Wage earners and welfare beneficiaries are the sorry losers and big corporations are the lucky winners through the last financial year. And Treasury’s final budget outcome, released this week, enables us to measure by how much.
Spending more than earning
The 2016-17 deficit came in at $33.15 billion. This was lauded by the government because it was lower than recent pessimistic predictions. It is, however, evidence of monumental failure.
Before the 2013 election, the heads of Treasury and the Finance Department issued their best estimates of future deficits had Labor’s fiscal policies continued.
They forecast that with the recovery from the global financial crisis, 2016-17 would record a surplus of $4.2 billion. This week’s outcome is $37.35 billion worse.
In his first budget, former treasurer Joe Hockey confidently predicted a 2016-17 deficit of just -$10.6 billion with his policies. Scott Morrison’s outcome is $22.55 billion deeper than that.
In his second budget, Hockey revised his predicted 2016-17 deficit to -$25.8 billion. This result is $7.35 billion worse than that.
Of course, the deficit would have been deeper still had Turnbull and Morrison not succeeded admirably in slashing support for the most vulnerable Australians.
Social security and housing squeezed
The social security spend in 2015-16 of $152.1 billion should have increased to $157.5 billion just to keep pace with population and cost of living increases. These were 1.61% and 1.9% respectively. In fact, the 2016-17 outlays were a meagre $153.2 billion, a real cut per person of around 3.0%.
Allocations to housing and community amenities were slashed by $117 million, an effective percentage cut of 6.0%.
Assistance to families with children
Using similar arithmetic, to continue last year’s support, an increase from $38.3 billion to $39.7 billion was required. This allocation was cut dramatically to $36.0, a real decline of 9.6%.
Assistance to others in need
Allocations to the unemployed and the sick increased by less than 0.13%, a real decrease of 3.4%. That’s if we assume the percentage of people unemployed was constant. In fact, we know total hours worked per person declined over the year. So this outcome is worse than a 3.4% rip-off.
Student assistance plummeted from $4.05 billion to below $3.10 billion, a real decline of 27.0%.
The line item “other welfare programs” also collapsed 14.2% in real terms from $1.5 billion to $1.3 billion.
Other allocations down in both dollars and percentages include assistance for indigenous Australians and for veterans and their dependents.

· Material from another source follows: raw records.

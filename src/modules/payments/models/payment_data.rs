use super::payment::Metadata;
use crate::core::{AppError, Currency, Result};
use chrono::{DateTime, Duration, Utc};
use rust_decimal::Decimal;
use serde::{Deserialize, Serialize};

/// Input for creating a checkout / invoice payment
#[derive(Debug, Clone, PartialEq, Serialize, Deserialize)]
#[serde(rename_all = "camelCase")]
pub struct PaymentData {
    /// Caller-supplied order reference (idempotency key at the gateway)
    pub order_id: String,

    /// Payment amount
    pub amount: Decimal,

    /// Currency (IDR when absent)
    #[serde(default)]
    pub currency: Option<Currency>,

    #[serde(default)]
    pub description: Option<String>,

    #[serde(default)]
    pub customer_email: Option<String>,

    #[serde(default)]
    pub customer_name: Option<String>,

    /// Lifetime of the checkout page / invoice in seconds
    #[serde(default)]
    pub expiry_seconds: Option<u64>,

    /// Success redirect URL
    #[serde(default)]
    pub success_redirect_url: Option<String>,

    /// Failure redirect URL
    #[serde(default)]
    pub failure_redirect_url: Option<String>,

    /// Provider-specific request extensions
    #[serde(flatten)]
    pub extra: Metadata,
}

impl PaymentData {
    pub fn new(order_id: impl Into<String>, amount: Decimal) -> Self {
        Self {
            order_id: order_id.into(),
            amount,
            currency: None,
            description: None,
            customer_email: None,
            customer_name: None,
            expiry_seconds: None,
            success_redirect_url: None,
            failure_redirect_url: None,
            extra: Metadata::new(),
        }
    }

    pub fn with_currency(mut self, currency: Currency) -> Self {
        self.currency = Some(currency);
        self
    }

    pub fn with_description(mut self, description: impl Into<String>) -> Self {
        self.description = Some(description.into());
        self
    }

    pub fn with_customer(mut self, email: impl Into<String>, name: impl Into<String>) -> Self {
        self.customer_email = Some(email.into());
        self.customer_name = Some(name.into());
        self
    }

    pub fn with_expiry_seconds(mut self, seconds: u64) -> Self {
        self.expiry_seconds = Some(seconds);
        self
    }

    pub fn with_redirects(
        mut self,
        success_url: impl Into<String>,
        failure_url: impl Into<String>,
    ) -> Self {
        self.success_redirect_url = Some(success_url.into());
        self.failure_redirect_url = Some(failure_url.into());
        self
    }

    /// Effective currency
    pub fn currency(&self) -> Currency {
        self.currency.unwrap_or_default()
    }

    /// Absolute expiry `expiry_seconds` after `now`
    pub fn expires_at(&self, now: DateTime<Utc>) -> Result<Option<DateTime<Utc>>> {
        let Some(seconds) = self.expiry_seconds else {
            return Ok(None);
        };

        i64::try_from(seconds)
            .ok()
            .and_then(Duration::try_seconds)
            .and_then(|lifetime| now.checked_add_signed(lifetime))
            .map(Some)
            .ok_or_else(|| AppError::validation("expiry_seconds out of range"))
    }

    /// Reject inputs no gateway would accept
    pub fn validate(&self) -> Result<()> {
        validate_order(&self.order_id, self.amount, self.currency())?;
        self.expires_at(Utc::now())?;
        Ok(())
    }
}

/// Input for creating a bank virtual account payment
#[derive(Debug, Clone, PartialEq, Serialize, Deserialize)]
#[serde(rename_all = "camelCase")]
pub struct VirtualAccountData {
    pub order_id: String,

    pub amount: Decimal,

    #[serde(default)]
    pub currency: Option<Currency>,

    /// Bank / channel code, e.g. "bca", "BNI", "mandiri"
    pub bank_code: String,

    #[serde(default)]
    pub description: Option<String>,

    #[serde(default)]
    pub customer_email: Option<String>,

    #[serde(default)]
    pub customer_name: Option<String>,

    /// VA number can receive more than one payment
    #[serde(default)]
    pub is_reusable: bool,

    /// VA only accepts exactly `amount`
    #[serde(default = "default_fixed_amount")]
    pub is_fixed_amount: bool,

    #[serde(flatten)]
    pub extra: Metadata,
}

fn default_fixed_amount() -> bool {
    true
}

impl VirtualAccountData {
    pub fn new(order_id: impl Into<String>, amount: Decimal, bank_code: impl Into<String>) -> Self {
        Self {
            order_id: order_id.into(),
            amount,
            currency: None,
            bank_code: bank_code.into(),
            description: None,
            customer_email: None,
            customer_name: None,
            is_reusable: false,
            is_fixed_amount: true,
            extra: Metadata::new(),
        }
    }

    pub fn with_currency(mut self, currency: Currency) -> Self {
        self.currency = Some(currency);
        self
    }

    pub fn with_customer(mut self, email: impl Into<String>, name: impl Into<String>) -> Self {
        self.customer_email = Some(email.into());
        self.customer_name = Some(name.into());
        self
    }

    pub fn reusable(mut self, is_reusable: bool) -> Self {
        self.is_reusable = is_reusable;
        self
    }

    pub fn fixed_amount(mut self, is_fixed_amount: bool) -> Self {
        self.is_fixed_amount = is_fixed_amount;
        self
    }

    pub fn currency(&self) -> Currency {
        self.currency.unwrap_or_default()
    }

    pub fn validate(&self) -> Result<()> {
        validate_order(&self.order_id, self.amount, self.currency())?;
        if self.bank_code.trim().is_empty() {
            return Err(AppError::validation("bank_code must not be empty"));
        }
        Ok(())
    }
}

fn validate_order(order_id: &str, amount: Decimal, currency: Currency) -> Result<()> {
    if order_id.trim().is_empty() {
        return Err(AppError::validation("order_id must not be empty"));
    }
    currency.validate_amount(amount).map_err(AppError::Validation)
}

So a fair whack of the so-called “savings” on the spending side was clearly snatched from those least able to afford income cuts.
Assistance to business
In contrast, support for the mining, manufacturing and construction sectors was up 4.8%, for the grains industry up 6.9%, for fishing up 8.6%, for the wool industry up 17.2%, and for “natural resources development” up 36.3%.
Company taxes
For the third year in a row, company tax was a fraction of what should have been collected. This week’s final budget outcome confirms evidence in the transparency report and other data from the Australian Taxation Office that evasion is rife.

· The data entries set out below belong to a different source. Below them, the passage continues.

use crate::config::{GatewayEnvironment, ProviderConfig};
use crate::core::{AppError, Result};
use crate::modules::payments::{BasePayment, PaymentData, Transaction, VirtualAccountData};
use async_trait::async_trait;
use serde_json::Value;
use std::any::Any;
use std::fmt;
use std::sync::Arc;

/// Optional capabilities a provider may or may not offer
#[derive(Debug, Clone, Copy, PartialEq, Eq, Hash)]
pub enum Capability {
    /// `get_payment_status`
    PaymentStatus,
    /// `cancel_payment`
    Cancellation,
    /// Deprecated snap-style client accessor
    LegacySnap,
}

/// Vendor client bundle cached by a provider
///
/// Returned type-erased through the facade; downcast with `as_any` to reach
/// the concrete bundle (e.g. `MidtransClients`).
pub trait VendorClient: Send + Sync + fmt::Debug {
    /// Vendor tag
    fn vendor(&self) -> &str;

    fn environment(&self) -> GatewayEnvironment;

    fn as_any(&self) -> &dyn Any;
}

/// Payment provider trait every gateway adapter implements
#[async_trait]
pub trait PaymentProvider: Send + Sync {
    /// Provider type identifier, e.g. "midtrans"
    fn name(&self) -> &str;

    /// Configuration the provider was built with
    fn config(&self) -> &ProviderConfig;

    /// Whether an optional capability is backed by the vendor
    fn supports(&self, _capability: Capability) -> bool {
        false
    }

    /// Vendor client, created on first use and cached afterwards
    async fn client(&self) -> Result<Arc<dyn VendorClient>>;

    /// Legacy snap accessor kept for older callers
    async fn snap(&self) -> Result<Arc<dyn VendorClient>> {
        self.client().await
    }

    /// Create a unified payment (checkout page or invoice)
    async fn create_payment(&self, data: PaymentData) -> Result<BasePayment>;

    /// Create a virtual-account payment
    async fn create_virtual_account(&self, data: VirtualAccountData) -> Result<Transaction>;

    /// Query the current state of a payment by its provider reference
    async fn get_payment_status(&self, _reference_id: &str) -> Result<BasePayment> {
        Err(AppError::unsupported(format!(
            "get_payment_status is not supported by provider '{}'",
            self.name()
        )))
    }

    /// Cancel a payment by its provider reference
    async fn cancel_payment(&self, _reference_id: &str) -> Result<BasePayment> {
        Err(AppError::unsupported(format!(
            "cancel_payment is not supported by provider '{}'",
            self.name()
        )))
    }

    /// Signature hook for request validation / notification verification.
    /// Defaults to the compact JSON encoding of the payload.
    fn generate_signature(&self, payload: &Value) -> Result<String> {
        Ok(serde_json::to_string(payload)?)
    }

    /// Check a signature received alongside `payload`
    fn verify_signature(&self, payload: &Value, signature: &str) -> Result<bool> {
        Ok(self.generate_signature(payload)? == signature)
    }
}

Over the six final budget outcomes delivered by Labor’s Wayne Swan, company tax as a proportion of all income taxes ranged between 28.0% and 31.1%. The six-year average was 29.1%. The Howard period was similar, with the average for the last three budgets at 28.8%.
This has plummeted through the Coalition period, down to 25.3% last year. Over the last three years, the average is 24.9%. That is despite record company profits and dividends, and all-time high executive salaries and bonuses.
This is the single greatest cause of the record run of deficits worse than $33 billion and the ballooning debt. If company taxes had been collected at the historic rate of 29% over the last four years, the extra revenue would have been around $40 billion. Had efforts been made to ensure corporations declare actual profits rather than pick-a-number-any-number, the extra could have been near $60 billion.
Net debt
This came in at $322.3 billion, an increase over the year of $18.8 billion. That’s a blow-out since the 2013 election of $161.1 billion, almost exactly double. But whereas Labor’s debt was accumulated in five years and nine months of the most devastating global recession in 80 years, the Coalition stacked on its debt in just three years and 10 months — much of which has been a global trade and profits boom.
Interest paid on the debt
Total annual interest clicked over $16 billion for the first time, which is $44.5 million paid every day. The Coalition should be reminded of the daily rate because that was important back in May 2012.
Joe Hockey told the National Press Club at the time: “Net debt continues to rise … to $8.2 billion a year. That would fully fund the NDIS or would be enough to build eight new teaching hospitals a year. It is $22 million a day in interest alone.”
Only the most generous interpretation of selected parts of the latest data — along with steadfast refusal to examine other parts — allows the government to get away with the trashing of this once-great economy.
Fortunately for Morrison and his colleagues, the mainstream media are more than happy to do just that.